TLDR: If you believe in Net Promoter Score® (NPS) as a key measure of customer loyalty and future purchase intent (as I do), then you’re naturally drawn to analyzing your survey results. But are we doing it all wrong?
The basics
First, let’s assume that the basics of survey response analysis remain true:
- Mining the comments for themes of feedback
- Looking at changes in your NPS® as a trend that can be correlated to changes in your business, such as product releases (provided you’re collecting surveys all the time, as we recommend)
Beyond that, I often hear people wanting go further with segmentation analysis. Their segmentation approach is to look at results by dimensions such as region, or customer tier, or product plan, or user role (in B2B companies), or consumer demographics.
I’m not sure this analysis is meaningful, because none of this reflects the experience of how customers engage your product or service. And it’s the customer experience that determines a customer’s Net Promoter Score far more that other factors.
Rather, I suggest you adopt an “experience-first” approach to segmentation analysis.
What is experience-based analysis?
Experienced-based analysis answers the question “what interactions led to the NPS response that we received?”

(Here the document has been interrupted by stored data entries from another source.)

//! Result filter, resorter, and deduplicator.
//!
//! The only ordering and partial-failure policy the application owns itself.
//! Within one search the stages always run in this order:
//!
//! 1. [`filter_available`] / [`filter_with_transcripts`]: keep the first
//!    `limit` items that pass an availability check.
//! 2. [`resort`]: stable re-sort by a key the provider could not sort by.
//! 3. [`dedupe`]: drop repeated identities, first occurrence wins.

use std::collections::HashSet;
use std::hash::Hash;

use crate::models::CandidateItem;
use crate::traits::TranscriptSource;

/// Outcome of probing one item.
#[derive(Debug, Clone, PartialEq)]
pub enum Availability {
    Available(String),
    Unavailable(String),
}

/// An item the availability filter dropped, with the reason.
#[derive(Debug, Clone, PartialEq)]
pub struct Rejection {
    pub id: String,
    pub reason: String,
}

/// Keep items satisfying `predicate`, in input order, stopping after `limit`.
///
/// The predicate is not called again once `limit` matches are found.
pub fn filter_available<T, F>(items: Vec<T>, mut predicate: F, limit: usize) -> Vec<T>
where
    F: FnMut(&T) -> bool,
{
    let mut kept = Vec::with_capacity(limit.min(items.len()));
    if limit == 0 {
        return kept;
    }
    for item in items {
        if predicate(&item) {
            kept.push(item);
            if kept.len() == limit {
                break;
            }
        }
    }
    kept
}

/// Sequentially probe transcripts and keep the first `limit` videos that have one.
///
/// Provider errors count as "unavailable". Accepted items carry the fetched
/// transcript so later stages don't fetch it again.
pub async fn filter_with_transcripts(
    items: Vec<CandidateItem>,
    source: &dyn TranscriptSource,
    languages: &[String],
    limit: usize,
) -> (Vec<CandidateItem>, Vec<Rejection>) {
    let mut kept = Vec::new();
    let mut rejected = Vec::new();
    if limit == 0 {
        return (kept, rejected);
    }

    for mut item in items {
        match probe_transcript(source, &item.id, languages).await {
            Availability::Available(text) => {
                item.transcript = Some(text);
                kept.push(item);
                if kept.len() == limit {
                    break;
                }
            }
            Availability::Unavailable(reason) => {
                tracing::debug!(video_id = %item.id, %reason, "excluding video without transcript");
                rejected.push(Rejection {
                    id: item.id,
                    reason,
                });
            }
        }
    }
    (kept, rejected)
}

pub async fn probe_transcript(
    source: &dyn TranscriptSource,
    video_id: &str,
    languages: &[String],
) -> Availability {
    match source.transcript(video_id, languages).await {
        Ok(Some(text)) if !text.trim().is_empty() => Availability::Available(text),
        Ok(_) => Availability::Unavailable(format!(
            "no transcript in {}",
            languages.join(", ")
        )),
        Err(e) => Availability::Unavailable(format!("transcript provider error: {}", e)),
    }
}

/// Stable sort by `key_fn`, then truncate to `limit`.
///
/// Equal keys keep their input order in both directions.
pub fn resort<T, K, F>(mut items: Vec<T>, key_fn: F, descending: bool, limit: usize) -> Vec<T>
where
    K: Ord,
    F: Fn(&T) -> K,
{
    if descending {
        items.sort_by(|a, b| key_fn(b).cmp(&key_fn(a)));
    } else {
        items.sort_by_key(|a| key_fn(a));
    }
    items.truncate(limit);
    items
}

/// Remove repeated identities, keeping first occurrences in order.
///
/// With `limit`, scanning stops once that many unique items are kept.
pub fn dedupe<T, K, F>(items: Vec<T>, identity_fn: F, limit: Option<usize>) -> Vec<T>
where
    K: Eq + Hash,
    F: Fn(&T) -> K,
{
    let mut seen = HashSet::new();
    let mut kept = Vec::new();
    for item in items {
        if limit.is_some_and(|l| kept.len() >= l) {
            break;
        }
        if seen.insert(identity_fn(&item)) {
            kept.push(item);
        }
    }
    kept
}

/// Secondary ordering applied after filtering.
#[derive(Debug, Clone, Copy, PartialEq, Eq)]
pub enum ResortKey {
    Newest,
    Oldest,
    /// Keep the provider's order.
    None,
}

impl ResortKey {
    pub fn parse(s: &str) -> Option<Self> {
        match s {
            "newest" => Some(Self::Newest),
            "oldest" => Some(Self::Oldest),
            "none" => Some(Self::None),
            _ => None,
        }
    }

    /// Apply to candidate items. Items without a timestamp sort as the oldest.
    pub fn apply(&self, items: Vec<CandidateItem>, limit: usize) -> Vec<CandidateItem> {
        match self {
            Self::Newest => resort(items, |i| i.published_at, true, limit),
            Self::Oldest => resort(items, |i| i.published_at, false, limit),
            Self::None => {
                let mut items = items;
                items.truncate(limit);
                items
            }
        }
    }
}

The most important interaction is how customers interact with your product itself. We’ll get to the details later, but sample questions to drive your analysis might be:
- Does frequency of use correlate to better survey scores?
- Do users of certain features provide better scores?
Other interactions happen across channels such as the contact center or social platforms. These experiences are about product support, billing questions and the like. They are secondary to the product experience, because they support the use of the product but aren’t the product itself. Questions to analyze might include:
- Which secondary interactions correlate to low or high scores?
- Which interactions best enable successful adoption?
Where to get the data
If your product or service has an online component, you must collect data on every online touchpoint. Some useful sources:
- Product usage metrics, at the user and feature level
- Customer support activity, across each channel through which it’s delivered (contact center, web, social)
- Post-purchase email campaigns, including open rates and click-through rates
How to interpret the data
Product usage
A good question to start with is whether frequent usage corresponds to higher NPS scores. Consider bucketing your survey respondents into quartiles, quintiles or even deciles based on how often they use your product. Does the top decile by usage frequency produce higher NPS scores? And by what degree?
The basic understanding you’re looking for is the threshold of usage frequency where NPS scores are significantly better. You can get even fancier using statistical correlation instead of quintiles or deciles. Or you can even try to isolate the features in your product whose frequent use correlates to higher NPS.
Customer support
This type of segmentation analysis can be interesting because any given interaction with your support function can be positive or negative. For example, somebody who has to call you three times to resolve a billing issue is probably not happy for having done so. In contrast, somebody who calls three times for three different product how-to questions might be very thankful for the help.
This is unlike usage analysis, where you’re starting with the initial hypothesis that the more-frequent users are happier.
So, the first step is to categorize your interactions by topic, then do the frequency analysis using the same approach as product usage. Some examples:
- For support requests about product how-to’s, what is the relationship between frequency of requests and NPS score? Are some requests better than none? Are too many requests harmful to NPS? At what threshold?
- For billing requests, what is the relationship between zero, one, or multiple billing issues and NPS score?
- For product defects, what is the relationship between zero, one, or multiple reported bugs and NPS score?
Post-purchase emails
If you use post-purchase emails to educate your customers on how to adopt your product, to announce new features or to communicate available support resources, then presumably these interactions are having a positive effect on NPS.
A good question to start with is whether certain topics of email communication affect NPS. Do people who actively consume certain types of content also provide better NPS scores?
To do this analysis, you would need to instrument your email delivery process to produce metrics such as “email opened” and “click through.” Look for emails that have a positive relationship to NPS scores.
Summing it up
Customer experience – the sum of all interactions you have with a customer – is a fantastic lens through which you can analyze NPS scores. What you’re likely to find are surprising relationships between specific experiences and NPS. This can give clear purpose to your customer touch points; double down on the winning experiences and try to eliminate or reduce the negative ones.